Alaskans
Want to Leave the US and Follow Crimea Back Into Russia
26
March, 2014
It
appears as if Crimea’s recent split from Ukraine has set off a
secession fever that is now spreading throughout the world. While
everyone else was preoccupied by the crisis in Ukraine, three other
regions tried to take matters of sovereignty into their own hands in
the past week.
Alaska
is the latest region where people want to be part of the Motherland,
after nearly 25,000 people signed a White House petition for the
state to formally secede from the US and join Russia.
The
petition,
entitled “Alaska Back to Russia,” appeals to the region’s
historical roots when Siberian Russians originally migrated across
the Bering Straits "16-10 thousand years ago." An anonymous
Anchorage resident known only as AK began the petition on Friday.
According
to official White House petition rules, it must reach 100,000
signatures by April 20 in order to be officially taken into
consideration by the administration. This might not be so hard,
considering that the online motion already has a quarter of the
signatures it needs.
Not
to be outdone by Sarah Palin's home state, the nationalist Venetian
organization, Plebiscito,
held a referendum last week asking its residents if it wants the
Italian region of Veneto to become an independent and sovereign
republic. An overwhelming 89 percent of the more than two million
people that voted said yes.
Plebiscito’s
website reads: “The decision of the people on their future buys an
absolute value that no other people, or entities, whether foreign
state, or confederation, or union of foreign states, or individual or
other power, can deny or invalidate.”
'We
are demanding a referendum on returning Donetsk to its original bosom
— Great Britain!
Despite
what appears to be overwhelming support for secession, it is unlikely
that Italy would allow Veneto to break away and gain independence.

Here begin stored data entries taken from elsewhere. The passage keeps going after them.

//! Persistence of most-common-orbit results
//!
//! The table only ever holds the output of one run: each write deletes every
//! previous row and inserts the new set inside a single transaction.

use crate::errors::{corrupt_row, from_rusqlite, Result};
use ceosdb_core::model::{ClassificationResult, SubjectKey, SubjectKind};
use ceosdb_core::OrbitLabel;
use ceosdb_core_types::{RunContext, RunId};
use rusqlite::{params, Connection, OptionalExtension, Transaction};
use serde::Serialize;

/// A result row as stored
#[derive(Debug, Clone, PartialEq, Eq, Serialize)]
pub struct StoredResult {
    pub subject: SubjectKey,
    pub label: Option<OrbitLabel>,
    pub run_id: RunId,
    pub computed_at: i64,
}

/// Replace all stored results with `results` in one transaction
///
/// Returns the number of rows written. On error nothing changes.
pub fn replace_results(
    conn: &mut Connection,
    results: &[ClassificationResult],
    run: &RunContext,
) -> Result<usize> {
    let tx = conn.transaction().map_err(from_rusqlite)?;
    let written = replace_results_tx(&tx, results, run)?;
    tx.commit().map_err(from_rusqlite)?;
    Ok(written)
}

/// Replace all stored results within an open transaction
pub fn replace_results_tx(
    tx: &Transaction,
    results: &[ClassificationResult],
    run: &RunContext,
) -> Result<usize> {
    tx.execute("DELETE FROM most_common_orbits", [])
        .map_err(from_rusqlite)?;

    let mut stmt = tx
        .prepare(
            "INSERT INTO most_common_orbits (subject_kind, subject_id, label, run_id, computed_at)
             VALUES (?1, ?2, ?3, ?4, ?5)",
        )
        .map_err(from_rusqlite)?;
    for result in results {
        stmt.execute(params![
            result.subject.kind.as_str(),
            result.subject.id,
            result.label_text(),
            run.run_id.as_str(),
            run.started_at,
        ])
        .map_err(from_rusqlite)?;
    }

    Ok(results.len())
}

const RESULT_SELECT: &str =
    "SELECT subject_kind, subject_id, label, run_id, computed_at FROM most_common_orbits";

const KIND_ORDER: &str = "CASE subject_kind
        WHEN 'technology' THEN 0
        WHEN 'instrument_type' THEN 1
        ELSE 2
    END";

/// List stored results, optionally of one kind, in classification order
pub fn list_results(conn: &Connection, kind: Option<SubjectKind>) -> Result<Vec<StoredResult>> {
    let (sql, filter) = match kind {
        Some(kind) => (
            format!("{RESULT_SELECT} WHERE subject_kind = ?1 ORDER BY subject_id"),
            Some(kind.as_str()),
        ),
        None => (
            format!("{RESULT_SELECT} ORDER BY {KIND_ORDER}, subject_id"),
            None,
        ),
    };

    let mut stmt = conn.prepare(&sql).map_err(from_rusqlite)?;
    let rows = match filter {
        Some(kind) => stmt.query_map([kind], read_row),
        None => stmt.query_map([], read_row),
    }
    .map_err(from_rusqlite)?
    .collect::<std::result::Result<Vec<_>, _>>()
    .map_err(from_rusqlite)?;

    rows.into_iter().map(RawResult::decode).collect()
}

/// Fetch the stored result of one subject
pub fn get_result(conn: &Connection, subject: &SubjectKey) -> Result<Option<StoredResult>> {
    conn.query_row(
        &format!("{RESULT_SELECT} WHERE subject_kind = ?1 AND subject_id = ?2"),
        params![subject.kind.as_str(), subject.id],
        read_row,
    )
    .optional()
    .map_err(from_rusqlite)?
    .map(RawResult::decode)
    .transpose()
}

struct RawResult {
    kind: String,
    id: String,
    label: Option<String>,
    run_id: String,
    computed_at: i64,
}

fn read_row(row: &rusqlite::Row<'_>) -> rusqlite::Result<RawResult> {
    Ok(RawResult {
        kind: row.get(0)?,
        id: row.get(1)?,
        label: row.get(2)?,
        run_id: row.get(3)?,
        computed_at: row.get(4)?,
    })
}

impl RawResult {
    fn decode(self) -> Result<StoredResult> {
        let row_id = format!("{}:{}", self.kind, self.id);
        let kind: SubjectKind = self
            .kind
            .parse()
            .map_err(|e: ceosdb_core::CeosError| corrupt_row("most_common_orbits", &row_id, &e.to_string()))?;
        let label = self
            .label
            .map(|text| text.parse::<OrbitLabel>())
            .transpose()
            .map_err(|e| corrupt_row("most_common_orbits", &row_id, &e.to_string()))?;

        Ok(StoredResult {
            subject: SubjectKey::new(kind, self.id),
            label,
            run_id: RunId::from_string(self.run_id),
            computed_at: self.computed_at,
        })
    }
}
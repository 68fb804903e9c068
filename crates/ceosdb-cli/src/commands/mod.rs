//! Subcommand handlers

pub mod classify;
pub mod results;
pub mod seed;

use anyhow::Context as _;
use ceosdb_core::Settings;
use rusqlite::Connection;
use std::path::{Path, PathBuf};

/// Settings resolved for this invocation
pub struct Context {
    pub settings: Settings,
}

impl Context {
    /// Resolve settings: file, then `CEOSDB_DB`, then `--db`
    pub fn load(config: Option<&Path>, db: Option<PathBuf>) -> anyhow::Result<Self> {
        let mut settings = Settings::discover(config).context("failed to load settings")?;
        if let Some(db) = db {
            settings.store.path = db;
        }
        Ok(Self { settings })
    }

    /// Open (creating and migrating as needed) the configured store
    pub fn open_store(&self) -> anyhow::Result<Connection> {
        let path = &self.settings.store.path;
        ceosdb_store::db::open(path)
            .with_context(|| format!("failed to open store {}", path.display()))
    }
}
//! Engine-level commands that write to the store.

use crate::commands::classify::{classify_catalog, ClassifyOptions, ClassifyOutcome};
use crate::commands::seed::import_seed_path;
use ceosdb_store::errors::Result;
use ceosdb_store::seed::ImportReport;
use rusqlite::Connection;
use std::path::PathBuf;

/// Engine-level commands that require database writes.
#[derive(Debug, Clone)]
pub enum EngineCommand {
    /// Import a seed file or a directory of seed files.
    SeedImport { path: PathBuf },
    /// Classify every subject group and replace the stored results.
    Classify(ClassifyOptions),
}

/// Result of applying an engine command.
#[derive(Debug, Clone)]
pub enum EngineCommandResult {
    /// One report per imported file, in import order.
    SeedImport(Vec<ImportReport>),
    Classify(ClassifyOutcome),
}

/// Apply an engine command.
pub fn apply_engine_command(cmd: EngineCommand, conn: &mut Connection) -> Result<EngineCommandResult> {
    match cmd {
        EngineCommand::SeedImport { path } => {
            import_seed_path(&path, conn).map(EngineCommandResult::SeedImport)
        }
        EngineCommand::Classify(options) => {
            classify_catalog(conn, &options).map(EngineCommandResult::Classify)
        }
    }
}
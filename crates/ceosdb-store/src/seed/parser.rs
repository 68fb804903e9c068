//! Seed parser with validation
//!
//! Parses YAML and validates schema version, id uniqueness, and referential
//! integrity. With a database connection, references may also point at
//! records imported by an earlier seed.

use crate::errors::{seed_error, seed_validation, Result};
use crate::repo::{CatalogTable, SqliteRepo};
use crate::seed::format_v0::SeedV0;
use ceosdb_core::model::DEFAULT_INSTRUMENT_TYPES;
use ceosdb_core::{CeosError, ExError};
use rusqlite::Connection;
use std::collections::HashSet;
use std::fs;
use std::path::Path;

/// Parse a seed file from a path
pub fn parse_seed_file(path: &Path) -> Result<SeedV0> {
    parse_seed_file_with_db(path, None)
}

/// Parse a seed file from a path with optional database context for cross-seed validation
pub fn parse_seed_file_with_db(path: &Path, conn: Option<&Connection>) -> Result<SeedV0> {
    let content = fs::read_to_string(path).map_err(|e| {
        seed_validation(&format!("Failed to read seed file: {}", e))
            .with_entity_id(path.display().to_string())
    })?;

    parse_seed_str_with_db(&content, conn)
}

/// Parse a seed from a string
pub fn parse_seed_str(content: &str) -> Result<SeedV0> {
    parse_seed_str_with_db(content, None)
}

/// Parse a seed from a string with optional database context for cross-seed validation
pub fn parse_seed_str_with_db(content: &str, conn: Option<&Connection>) -> Result<SeedV0> {
    let seed: SeedV0 = serde_yaml::from_str(content)
        .map_err(|e| seed_validation(&format!("YAML parse error: {}", e)))?;

    validate_seed(&seed, conn)?;

    Ok(seed)
}

/// Ids declared by the seed, with the database as fallback
struct KnownIds<'a> {
    seed: HashSet<i64>,
    table: CatalogTable,
    conn: Option<&'a Connection>,
}

impl KnownIds<'_> {
    fn contains(&self, id: i64) -> Result<bool> {
        if self.seed.contains(&id) {
            return Ok(true);
        }
        match self.conn {
            Some(conn) => SqliteRepo::exists(conn, self.table, id),
            None => Ok(false),
        }
    }
}

fn unique_ids(entity: &'static str, ids: impl Iterator<Item = i64>) -> Result<HashSet<i64>> {
    let mut seen = HashSet::new();
    for id in ids {
        if !seen.insert(id) {
            return Err(seed_error(CeosError::DuplicateId {
                entity,
                id: id.to_string(),
            }));
        }
    }
    Ok(seen)
}

fn dangling(
    entity: &'static str,
    id: i64,
    target: &'static str,
    target_id: impl ToString,
) -> ExError {
    seed_error(CeosError::DanglingReference {
        entity,
        id: id.to_string(),
        target,
        target_id: target_id.to_string(),
    })
}

/// Validate a parsed seed
fn validate_seed(seed: &SeedV0, conn: Option<&Connection>) -> Result<()> {
    if seed.schema_version != 0 {
        return Err(seed_validation(&format!(
            "Unsupported schema_version: {}. Expected 0",
            seed.schema_version
        )));
    }

    let agencies = KnownIds {
        seed: unique_ids("agency", seed.agencies.iter().map(|a| a.id))?,
        table: CatalogTable::Agencies,
        conn,
    };
    let measurements = KnownIds {
        seed: unique_ids("measurement", seed.measurements.iter().map(|m| m.id))?,
        table: CatalogTable::Measurements,
        conn,
    };
    let missions = KnownIds {
        seed: unique_ids("mission", seed.missions.iter().map(|m| m.id))?,
        table: CatalogTable::Missions,
        conn,
    };
    unique_ids("instrument", seed.instruments.iter().map(|i| i.id))?;

    for name in &seed.instrument_types {
        if name.trim().is_empty() {
            return Err(seed_validation("Instrument type name must not be blank"));
        }
    }
    let types: HashSet<&str> = DEFAULT_INSTRUMENT_TYPES
        .iter()
        .copied()
        .chain(seed.instrument_types.iter().map(String::as_str))
        .collect();

    for mission in &seed.missions {
        for &agency_id in &mission.agencies {
            if !agencies.contains(agency_id)? {
                return Err(dangling("mission", mission.id, "agency", agency_id));
            }
        }
    }

    for instrument in &seed.instruments {
        for &mission_id in &instrument.missions {
            if !missions.contains(mission_id)? {
                return Err(dangling("instrument", instrument.id, "mission", mission_id));
            }
        }
        for &measurement_id in &instrument.measurements {
            if !measurements.contains(measurement_id)? {
                return Err(dangling(
                    "instrument",
                    instrument.id,
                    "measurement",
                    measurement_id,
                ));
            }
        }
        for &agency_id in &instrument.agencies {
            if !agencies.contains(agency_id)? {
                return Err(dangling("instrument", instrument.id, "agency", agency_id));
            }
        }
        for type_name in &instrument.types {
            let registered = types.contains(type_name.as_str())
                || match conn {
                    Some(conn) => SqliteRepo::instrument_type_exists(conn, type_name)?,
                    None => false,
                };
            if !registered {
                return Err(dangling(
                    "instrument",
                    instrument.id,
                    "instrument type",
                    type_name,
                ));
            }
        }
    }

    Ok(())
}
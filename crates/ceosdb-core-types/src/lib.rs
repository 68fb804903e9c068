//! Core types shared across the CEOS catalog crates
//!
//! This crate provides foundational types used by the error, logging and
//! persistence layers:
//!
//! - **Correlation types**: RunId, RunContext
//! - **Schema constants**: Canonical field keys and event names

pub mod correlation;
pub mod schema;

pub use correlation::{RunContext, RunId};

Even if it did, the European Union would likely make it extremely
difficult
for breakaway nations to join, so as not to set a precedent of
independence en masse.
Not
to be outdone by Crimea, the latest region that is looking to leave
Ukraine is the eastern city of Donetsk. According
to the Moscow Times,
residents of Donetsk have started an online mock referendum campaign
to join the United Kingdom, as the city was originally founded by
Welsh businessman John Hughes in the 19th century
The
appeal reads, "For more than a century Russians have deceived us
by saying that this is an indigenous Russian city, and Ukrainians,
that it is Ukrainian. We are demanding a referendum on returning
Yuzovka (a previous name for Donetsk) to its original bosom — Great
Britain!"
In
a show of support (or humor), over 7,000 people signed the online
petition.
Although
it appears that these petitions and referendums have received
widespread popular support from their constituencies, it is unlikely
any of these regions will ever achieve full-fledged independence. But
if the recent developments in Crimea have taught the world anything,
it is to never say never.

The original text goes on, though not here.